* _Instructions for the task_
Please state how many lines in the records below contain the word "between"; the number alone is the answer.

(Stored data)
▼
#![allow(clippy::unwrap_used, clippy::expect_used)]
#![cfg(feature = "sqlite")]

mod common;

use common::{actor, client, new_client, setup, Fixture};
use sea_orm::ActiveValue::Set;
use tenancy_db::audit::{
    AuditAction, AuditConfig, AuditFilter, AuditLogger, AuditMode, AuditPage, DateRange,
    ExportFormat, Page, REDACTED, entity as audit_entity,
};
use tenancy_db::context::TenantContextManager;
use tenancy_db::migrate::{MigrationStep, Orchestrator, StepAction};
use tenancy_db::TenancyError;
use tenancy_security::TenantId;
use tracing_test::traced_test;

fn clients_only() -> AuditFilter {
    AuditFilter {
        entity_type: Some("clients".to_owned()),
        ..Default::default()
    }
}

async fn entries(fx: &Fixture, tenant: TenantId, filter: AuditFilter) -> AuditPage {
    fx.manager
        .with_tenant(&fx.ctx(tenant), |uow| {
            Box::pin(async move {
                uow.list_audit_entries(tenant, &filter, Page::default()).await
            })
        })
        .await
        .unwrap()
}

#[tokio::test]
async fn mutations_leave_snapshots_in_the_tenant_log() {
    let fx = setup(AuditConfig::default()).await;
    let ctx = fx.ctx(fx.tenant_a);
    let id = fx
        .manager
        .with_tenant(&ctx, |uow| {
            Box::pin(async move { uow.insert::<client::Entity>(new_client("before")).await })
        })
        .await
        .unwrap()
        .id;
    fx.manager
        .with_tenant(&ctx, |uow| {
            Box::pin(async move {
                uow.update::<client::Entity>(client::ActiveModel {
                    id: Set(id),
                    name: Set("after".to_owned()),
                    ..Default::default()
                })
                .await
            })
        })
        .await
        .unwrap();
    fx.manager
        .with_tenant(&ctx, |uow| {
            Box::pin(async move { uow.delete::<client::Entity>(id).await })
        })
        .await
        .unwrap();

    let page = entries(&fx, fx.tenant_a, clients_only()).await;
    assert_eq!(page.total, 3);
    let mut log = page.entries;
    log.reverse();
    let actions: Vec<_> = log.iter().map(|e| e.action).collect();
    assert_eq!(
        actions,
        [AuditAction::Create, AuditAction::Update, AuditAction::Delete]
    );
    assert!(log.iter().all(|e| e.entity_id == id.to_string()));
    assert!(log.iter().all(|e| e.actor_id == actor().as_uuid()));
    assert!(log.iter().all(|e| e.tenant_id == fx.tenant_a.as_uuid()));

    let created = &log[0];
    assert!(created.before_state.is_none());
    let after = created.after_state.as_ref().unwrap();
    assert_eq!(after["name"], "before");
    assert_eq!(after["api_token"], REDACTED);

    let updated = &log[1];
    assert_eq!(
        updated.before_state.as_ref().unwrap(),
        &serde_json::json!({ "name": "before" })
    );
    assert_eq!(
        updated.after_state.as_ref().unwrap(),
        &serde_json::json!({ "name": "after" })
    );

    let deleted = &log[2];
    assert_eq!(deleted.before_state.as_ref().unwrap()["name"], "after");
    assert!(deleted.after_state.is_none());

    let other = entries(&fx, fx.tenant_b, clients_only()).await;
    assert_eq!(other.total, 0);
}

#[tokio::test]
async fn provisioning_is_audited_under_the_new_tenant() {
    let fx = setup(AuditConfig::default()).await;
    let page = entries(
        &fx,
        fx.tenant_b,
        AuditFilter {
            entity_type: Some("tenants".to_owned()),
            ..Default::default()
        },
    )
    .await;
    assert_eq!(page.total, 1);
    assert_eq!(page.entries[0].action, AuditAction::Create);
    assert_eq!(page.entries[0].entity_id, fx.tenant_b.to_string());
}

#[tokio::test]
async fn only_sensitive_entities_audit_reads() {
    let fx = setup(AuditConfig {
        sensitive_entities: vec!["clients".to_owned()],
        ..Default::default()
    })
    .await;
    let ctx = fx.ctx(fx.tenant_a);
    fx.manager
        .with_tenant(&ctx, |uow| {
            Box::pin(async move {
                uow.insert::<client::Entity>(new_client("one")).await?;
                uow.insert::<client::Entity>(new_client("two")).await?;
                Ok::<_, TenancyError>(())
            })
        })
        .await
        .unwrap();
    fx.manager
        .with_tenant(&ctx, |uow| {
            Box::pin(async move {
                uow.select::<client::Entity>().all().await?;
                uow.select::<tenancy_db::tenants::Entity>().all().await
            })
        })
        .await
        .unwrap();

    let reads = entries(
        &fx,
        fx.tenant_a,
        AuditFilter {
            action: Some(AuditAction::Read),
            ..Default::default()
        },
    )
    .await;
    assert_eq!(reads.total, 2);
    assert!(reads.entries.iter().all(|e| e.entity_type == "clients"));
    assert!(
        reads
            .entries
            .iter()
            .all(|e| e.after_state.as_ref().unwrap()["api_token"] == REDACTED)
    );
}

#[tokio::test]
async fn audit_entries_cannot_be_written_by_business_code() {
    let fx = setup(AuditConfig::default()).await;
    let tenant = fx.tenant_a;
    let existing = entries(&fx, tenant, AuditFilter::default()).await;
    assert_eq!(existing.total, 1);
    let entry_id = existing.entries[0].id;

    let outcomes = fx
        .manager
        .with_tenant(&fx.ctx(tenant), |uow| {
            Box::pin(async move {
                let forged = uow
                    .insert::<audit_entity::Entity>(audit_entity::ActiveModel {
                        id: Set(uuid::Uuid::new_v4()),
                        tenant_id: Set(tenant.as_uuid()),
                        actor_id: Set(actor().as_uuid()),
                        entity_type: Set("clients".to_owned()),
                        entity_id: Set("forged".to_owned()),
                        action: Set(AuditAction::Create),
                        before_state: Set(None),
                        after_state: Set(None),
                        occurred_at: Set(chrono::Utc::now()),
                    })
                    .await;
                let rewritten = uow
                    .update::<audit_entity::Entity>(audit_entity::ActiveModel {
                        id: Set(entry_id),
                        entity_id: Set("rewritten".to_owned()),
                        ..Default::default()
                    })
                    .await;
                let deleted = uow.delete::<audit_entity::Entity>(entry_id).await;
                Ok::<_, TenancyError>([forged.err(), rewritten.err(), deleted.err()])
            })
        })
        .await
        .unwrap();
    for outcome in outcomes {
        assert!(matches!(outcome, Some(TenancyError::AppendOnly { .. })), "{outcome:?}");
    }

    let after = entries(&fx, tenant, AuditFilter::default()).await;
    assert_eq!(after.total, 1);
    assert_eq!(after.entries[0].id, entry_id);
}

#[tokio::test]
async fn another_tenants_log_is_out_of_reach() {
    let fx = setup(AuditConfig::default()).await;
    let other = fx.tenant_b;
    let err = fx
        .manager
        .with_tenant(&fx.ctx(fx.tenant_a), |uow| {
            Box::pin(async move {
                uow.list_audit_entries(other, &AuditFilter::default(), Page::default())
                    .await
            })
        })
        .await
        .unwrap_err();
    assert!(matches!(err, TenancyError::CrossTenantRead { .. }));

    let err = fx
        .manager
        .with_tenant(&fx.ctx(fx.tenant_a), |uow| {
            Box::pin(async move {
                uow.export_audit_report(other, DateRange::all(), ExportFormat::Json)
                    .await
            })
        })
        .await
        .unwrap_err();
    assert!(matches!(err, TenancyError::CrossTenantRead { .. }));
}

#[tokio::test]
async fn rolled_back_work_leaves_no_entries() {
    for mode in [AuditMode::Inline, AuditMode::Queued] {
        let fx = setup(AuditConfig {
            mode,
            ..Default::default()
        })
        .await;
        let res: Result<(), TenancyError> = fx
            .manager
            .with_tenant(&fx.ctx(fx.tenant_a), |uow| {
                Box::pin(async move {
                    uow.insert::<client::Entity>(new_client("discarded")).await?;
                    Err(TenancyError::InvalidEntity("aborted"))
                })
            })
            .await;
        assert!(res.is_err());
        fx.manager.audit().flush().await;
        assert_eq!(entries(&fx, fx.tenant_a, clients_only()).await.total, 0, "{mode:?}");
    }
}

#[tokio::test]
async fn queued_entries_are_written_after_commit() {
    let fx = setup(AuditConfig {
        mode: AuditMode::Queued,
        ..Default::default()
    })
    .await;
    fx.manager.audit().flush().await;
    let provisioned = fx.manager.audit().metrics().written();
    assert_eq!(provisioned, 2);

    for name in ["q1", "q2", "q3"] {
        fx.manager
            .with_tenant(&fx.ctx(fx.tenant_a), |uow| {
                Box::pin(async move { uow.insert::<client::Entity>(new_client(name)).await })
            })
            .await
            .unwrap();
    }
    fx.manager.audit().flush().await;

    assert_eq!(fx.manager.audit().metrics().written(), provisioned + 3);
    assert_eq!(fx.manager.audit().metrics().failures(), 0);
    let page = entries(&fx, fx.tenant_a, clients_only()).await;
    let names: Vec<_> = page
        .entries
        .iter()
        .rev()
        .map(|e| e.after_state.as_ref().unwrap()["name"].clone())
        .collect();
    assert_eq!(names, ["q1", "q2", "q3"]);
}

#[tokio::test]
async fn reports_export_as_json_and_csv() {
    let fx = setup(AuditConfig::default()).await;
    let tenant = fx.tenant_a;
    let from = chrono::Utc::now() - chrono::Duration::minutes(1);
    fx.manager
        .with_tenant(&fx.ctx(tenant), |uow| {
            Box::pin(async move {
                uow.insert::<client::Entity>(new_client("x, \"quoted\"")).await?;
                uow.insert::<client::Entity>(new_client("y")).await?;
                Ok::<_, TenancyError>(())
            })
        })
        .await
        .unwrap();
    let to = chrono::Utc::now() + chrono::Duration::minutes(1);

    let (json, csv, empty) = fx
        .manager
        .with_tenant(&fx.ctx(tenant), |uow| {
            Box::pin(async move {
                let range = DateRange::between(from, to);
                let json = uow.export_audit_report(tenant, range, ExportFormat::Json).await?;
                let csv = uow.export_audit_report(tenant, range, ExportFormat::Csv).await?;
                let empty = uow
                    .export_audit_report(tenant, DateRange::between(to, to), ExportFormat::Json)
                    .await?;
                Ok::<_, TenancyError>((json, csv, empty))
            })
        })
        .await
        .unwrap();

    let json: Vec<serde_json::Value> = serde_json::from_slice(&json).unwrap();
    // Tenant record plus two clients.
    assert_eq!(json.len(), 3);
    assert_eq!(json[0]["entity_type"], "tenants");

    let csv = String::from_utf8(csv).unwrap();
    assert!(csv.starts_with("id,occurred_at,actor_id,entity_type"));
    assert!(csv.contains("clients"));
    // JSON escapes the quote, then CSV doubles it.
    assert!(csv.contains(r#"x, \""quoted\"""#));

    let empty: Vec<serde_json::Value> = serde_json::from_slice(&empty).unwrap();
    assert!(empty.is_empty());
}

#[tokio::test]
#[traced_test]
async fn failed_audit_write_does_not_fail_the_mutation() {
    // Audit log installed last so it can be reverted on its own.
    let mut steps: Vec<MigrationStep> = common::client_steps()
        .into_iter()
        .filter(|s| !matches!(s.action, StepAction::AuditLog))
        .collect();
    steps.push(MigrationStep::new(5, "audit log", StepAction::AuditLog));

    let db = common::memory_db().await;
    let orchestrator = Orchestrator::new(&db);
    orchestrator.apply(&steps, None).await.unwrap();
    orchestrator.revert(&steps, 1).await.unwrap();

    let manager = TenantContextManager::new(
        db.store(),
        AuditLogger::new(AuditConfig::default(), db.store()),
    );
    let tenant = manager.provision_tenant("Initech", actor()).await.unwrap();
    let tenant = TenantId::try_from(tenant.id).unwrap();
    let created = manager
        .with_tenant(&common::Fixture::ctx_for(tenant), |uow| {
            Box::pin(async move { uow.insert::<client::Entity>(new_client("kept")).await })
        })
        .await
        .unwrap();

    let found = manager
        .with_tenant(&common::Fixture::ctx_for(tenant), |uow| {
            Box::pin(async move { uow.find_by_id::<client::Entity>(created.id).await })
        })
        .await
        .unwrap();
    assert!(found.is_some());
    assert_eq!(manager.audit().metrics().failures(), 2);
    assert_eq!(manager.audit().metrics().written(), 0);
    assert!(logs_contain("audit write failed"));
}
▲
▼
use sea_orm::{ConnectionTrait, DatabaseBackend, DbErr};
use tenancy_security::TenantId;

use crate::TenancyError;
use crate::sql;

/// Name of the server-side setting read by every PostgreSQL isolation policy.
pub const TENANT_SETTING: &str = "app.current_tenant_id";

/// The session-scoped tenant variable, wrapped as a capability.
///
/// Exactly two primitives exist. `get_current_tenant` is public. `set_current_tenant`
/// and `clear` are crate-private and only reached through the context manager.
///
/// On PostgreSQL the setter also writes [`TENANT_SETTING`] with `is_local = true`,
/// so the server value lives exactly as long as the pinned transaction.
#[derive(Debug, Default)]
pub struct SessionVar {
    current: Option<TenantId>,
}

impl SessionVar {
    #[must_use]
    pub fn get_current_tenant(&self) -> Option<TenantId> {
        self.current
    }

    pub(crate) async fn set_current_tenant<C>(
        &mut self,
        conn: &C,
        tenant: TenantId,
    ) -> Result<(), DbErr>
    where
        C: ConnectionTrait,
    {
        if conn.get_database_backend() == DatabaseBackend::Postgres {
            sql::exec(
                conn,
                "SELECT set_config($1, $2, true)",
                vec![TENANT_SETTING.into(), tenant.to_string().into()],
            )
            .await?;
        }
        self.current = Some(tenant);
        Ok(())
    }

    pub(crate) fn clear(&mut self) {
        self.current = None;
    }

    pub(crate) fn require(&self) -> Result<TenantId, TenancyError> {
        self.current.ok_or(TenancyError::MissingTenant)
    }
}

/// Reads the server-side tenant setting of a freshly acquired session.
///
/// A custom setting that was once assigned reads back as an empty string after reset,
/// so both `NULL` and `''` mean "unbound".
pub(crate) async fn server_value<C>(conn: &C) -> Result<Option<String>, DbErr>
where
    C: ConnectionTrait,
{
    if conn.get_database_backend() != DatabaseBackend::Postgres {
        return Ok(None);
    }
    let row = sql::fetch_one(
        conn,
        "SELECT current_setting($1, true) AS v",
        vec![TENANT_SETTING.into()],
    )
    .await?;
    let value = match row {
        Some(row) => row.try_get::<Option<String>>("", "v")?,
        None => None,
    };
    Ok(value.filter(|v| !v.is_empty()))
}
▲
* _Output of the exercise_
2